WP chief Pritam Singh said his party will provide “a contrast of voices” and question the PAP when needed. Support for the WP will also encourage new blood to contest future elections and allow it to provide a check and balance to “safeguard Singapore for the coming generations”.
Noting that its WP MPs in Parliament have raised issues such as the GST test balloon, the Keppel Offshore & Marine bribery case and the constitutional amendment on the Reserved Presidential Election, Mr Singh, 43, said the party has “highlighted issues on the governance of Singapore and the financial burdens on Singaporeans”.
He added: “By discussing governance, we help you to keep the government accountable.
“By raising bread-and-butter issues, we remind the Government of the things that it may forget or ignore.”
Closing out the broadcast, Mr Heng, who spoke last and was alloted the most time to speak because the PAP has the largest number of candidates in the field, said: “To work together effectively, we must all pull in the same direction.
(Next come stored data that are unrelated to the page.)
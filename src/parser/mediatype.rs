//! Media type values (`Content-Type`, `Content-Disposition`): parsing with
//! RFC 2231 parameter extensions, and formatting.

use std::collections::BTreeMap;

use crate::parser::transfer::hex_pair;

/// Parameter map with lowercase names.
pub type Params = BTreeMap<String, String>;

/// Parse `type/subtype; a=b; c="d"` into a lowercase media type and its
/// parameters.
///
/// An empty value yields an empty type. A value whose type part is not
/// a valid token yields `"invalid"`. Malformed trailing parameters are
/// dropped.
pub fn parse_media_type(value: &str) -> (String, Params) {
    let value = value.trim();
    if value.is_empty() {
        return (String::new(), Params::new());
    }

    let (head, mut rest) = match value.find(';') {
        Some(i) => (&value[..i], &value[i..]),
        None => (value, ""),
    };
    let media = head.trim().to_ascii_lowercase();
    if !valid_media(&media) {
        return ("invalid".to_string(), Params::new());
    }

    let mut params = Params::new();
    // name -> segment index -> (value, percent-encoded)
    let mut continued: BTreeMap<String, BTreeMap<u32, (String, bool)>> = BTreeMap::new();

    while let Some(r) = rest.trim_start().strip_prefix(';') {
        let r = r.trim_start();
        let Some(eq) = r.find('=') else {
            break;
        };
        let key = r[..eq].trim().to_ascii_lowercase();
        let Some((val, after)) = parse_value(&r[eq + 1..]) else {
            break;
        };
        rest = after;

        let (name, encoded) = match key.strip_suffix('*') {
            Some(base) => (base, true),
            None => (key.as_str(), false),
        };
        match name.split_once('*') {
            Some((base, idx)) => {
                let Ok(idx) = idx.parse::<u32>() else {
                    continue;
                };
                if is_token(base) {
                    continued
                        .entry(base.to_string())
                        .or_default()
                        .insert(idx, (val, encoded));
                }
            }
            None if is_token(name) => {
                let val = if encoded { decode_extended(&val) } else { val };
                params.insert(name.to_string(), val);
            }
            None => {}
        }
    }

    for (name, segments) in continued {
        let mut raw = Vec::new();
        let mut charset = String::new();
        for (i, (val, encoded)) in segments.into_values().enumerate() {
            if !encoded {
                raw.extend_from_slice(val.as_bytes());
                continue;
            }
            let data = if i == 0 {
                match split_extended(&val) {
                    Some((cs, data)) => {
                        charset = cs.to_string();
                        data
                    }
                    None => val.as_str(),
                }
            } else {
                val.as_str()
            };
            raw.extend(percent_decode(data));
        }
        params.insert(name, decode_bytes(&charset, &raw));
    }

    (media, params)
}

/// Serialize a media type and parameters, quoting or RFC 2231-encoding
/// values as needed. Type and parameter names are lowercased.
///
/// Returns `None` if the type or a parameter name is not a valid token.
pub fn format_media_type(media: &str, params: &Params) -> Option<String> {
    let mut out = String::new();
    match media.split_once('/') {
        None => {
            if !is_token(media) {
                return None;
            }
            out.push_str(&media.to_ascii_lowercase());
        }
        Some((major, sub)) => {
            if !is_token(major) || !is_token(sub) {
                return None;
            }
            out.push_str(&major.to_ascii_lowercase());
            out.push('/');
            out.push_str(&sub.to_ascii_lowercase());
        }
    }

    for (name, value) in params {
        if !is_token(name) {
            return None;
        }
        out.push_str("; ");
        out.push_str(&name.to_ascii_lowercase());

        let needs_escaping = value.bytes().any(|b| b >= 0x7f || (b < 0x20 && b != b'\t'));
        if needs_escaping {
            out.push_str("*=utf-8''");
            for b in value.bytes() {
                if b <= 0x20 || b >= 0x7f || b"*'%".contains(&b) || is_tspecial(b) {
                    out.push_str(&format!("%{b:02X}"));
                } else {
                    out.push(b as char);
                }
            }
            continue;
        }

        out.push('=');
        if !value.is_empty() && value.bytes().all(is_token_char) {
            out.push_str(value);
            continue;
        }
        out.push('"');
        for c in value.chars() {
            if c == '"' || c == '\\' {
                out.push('\\');
            }
            out.push(c);
        }
        out.push('"');
    }
    Some(out)
}

fn parse_value(s: &str) -> Option<(String, &str)> {
    let s = s.trim_start();
    if let Some(quoted) = s.strip_prefix('"') {
        let mut val = String::new();
        let mut chars = quoted.char_indices();
        while let Some((i, c)) = chars.next() {
            match c {
                '\\' => {
                    if let Some((_, escaped)) = chars.next() {
                        val.push(escaped);
                    }
                }
                '"' => return Some((val, &quoted[i + 1..])),
                _ => val.push(c),
            }
        }
        // unterminated: take what we have
        return Some((val, ""));
    }
    let end = s.find(';').unwrap_or(s.len());
    let val = s[..end].trim();
    if val.is_empty() {
        return None;
    }
    Some((val.to_string(), &s[end..]))
}

fn split_extended(val: &str) -> Option<(&str, &str)> {
    let (charset, rest) = val.split_once('\'')?;
    let (_lang, data) = rest.split_once('\'')?;
    Some((charset, data))
}

fn decode_extended(val: &str) -> String {
    match split_extended(val) {
        Some((charset, data)) => decode_bytes(charset, &percent_decode(data)),
        None => val.to_string(),
    }
}

fn percent_decode(s: &str) -> Vec<u8> {
    let bytes = s.as_bytes();
    let mut out = Vec::with_capacity(bytes.len());
    let mut i = 0;
    while i < bytes.len() {
        if bytes[i] == b'%' {
            if let Some(b) = hex_pair(bytes.get(i + 1), bytes.get(i + 2)) {
                out.push(b);
                i += 3;
                continue;
            }
        }
        out.push(bytes[i]);
        i += 1;
    }
    out
}

fn decode_bytes(charset: &str, raw: &[u8]) -> String {
    if charset.is_empty() || charset.eq_ignore_ascii_case("utf-8") {
        return String::from_utf8_lossy(raw).into_owned();
    }
    match encoding_rs::Encoding::for_label(charset.as_bytes()) {
        Some(enc) => enc.decode(raw).0.into_owned(),
        None => String::from_utf8_lossy(raw).into_owned(),
    }
}

fn valid_media(media: &str) -> bool {
    match media.split_once('/') {
        Some((major, sub)) => is_token(major) && is_token(sub),
        None => is_token(media),
    }
}

fn is_tspecial(b: u8) -> bool {
    b"()<>@,;:\\\"/[]?=".contains(&b)
}

fn is_token_char(b: u8) -> bool {
    b > 0x20 && b < 0x7f && !is_tspecial(b)
}

pub(crate) fn is_token(s: &str) -> bool {
    !s.is_empty() && s.bytes().all(is_token_char)
}
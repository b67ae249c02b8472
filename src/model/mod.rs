//! Core data model: message identifiers, headers, posts and MIME layouts.

pub mod headers;
pub mod layout;
pub mod msgid;
pub mod post;

pub use headers::Headers;
pub use layout::{BodyObject, PartInfo, PostObjectIndex};
pub use msgid::{CoreMsgId, FullMsgId};
pub use post::{FileInfo, FileType, MessageInfo, PostInfo, ThumbAttrib};
//! NNTP multi-line block encoding (RFC 3977 §3.1.1).

use std::io::{self, Write};

#[derive(Debug, Clone, Copy, PartialEq, Eq)]
enum State {
    BeginLine,
    Data,
    Cr,
}

/// Converts LF line endings to CRLF, doubles leading dots and writes the
/// terminating `.` line.
///
/// The encoder keeps its line state between calls, so one block may be
/// fed from several sources in sequence.
#[derive(Debug, Clone)]
pub struct DotEncoder {
    state: State,
    scratch: Vec<u8>,
}

impl Default for DotEncoder {
    fn default() -> Self {
        Self::new()
    }
}

impl DotEncoder {
    pub fn new() -> Self {
        Self {
            state: State::BeginLine,
            scratch: Vec::new(),
        }
    }

    /// Encode `data` into `out`.
    pub fn write(&mut self, out: &mut dyn Write, data: &[u8]) -> io::Result<()> {
        self.scratch.clear();
        self.scratch.reserve(data.len() + data.len() / 32 + 2);
        for &b in data {
            if self.state == State::BeginLine && b == b'.' {
                self.scratch.push(b'.');
            }
            match b {
                b'\n' => {
                    if self.state != State::Cr {
                        self.scratch.push(b'\r');
                    }
                    self.scratch.push(b'\n');
                    self.state = State::BeginLine;
                }
                b'\r' => {
                    self.scratch.push(b'\r');
                    self.state = State::Cr;
                }
                _ => {
                    self.scratch.push(b);
                    self.state = State::Data;
                }
            }
        }
        out.write_all(&self.scratch)
    }

    /// Terminate an unfinished line and write the `.` line.
    pub fn finish(self, out: &mut dyn Write) -> io::Result<()> {
        match self.state {
            State::BeginLine => {}
            State::Data => out.write_all(b"\r\n")?,
            State::Cr => out.write_all(b"\n")?,
        }
        out.write_all(b".\r\n")
    }
}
A strong and capable government will help us achieve this, even more so during a crisis.”
The next party political broadcast will be on Thursday, July 9, which is Cooling-Off Day.
In between the two broadcasts, Singaporeans will also be able to watch candidates speak in the constituency political broadcasts (CPBs) on Mediacorp’s Channel 5 from 7pm, from Friday to Wednesday.
CPBs are one-off arrangements to give parties and candidates more air time to put their messages out to voters in view of the Covid-19 situation, which has meant that traditional election rallies, which typically attract thousands, are not allowed.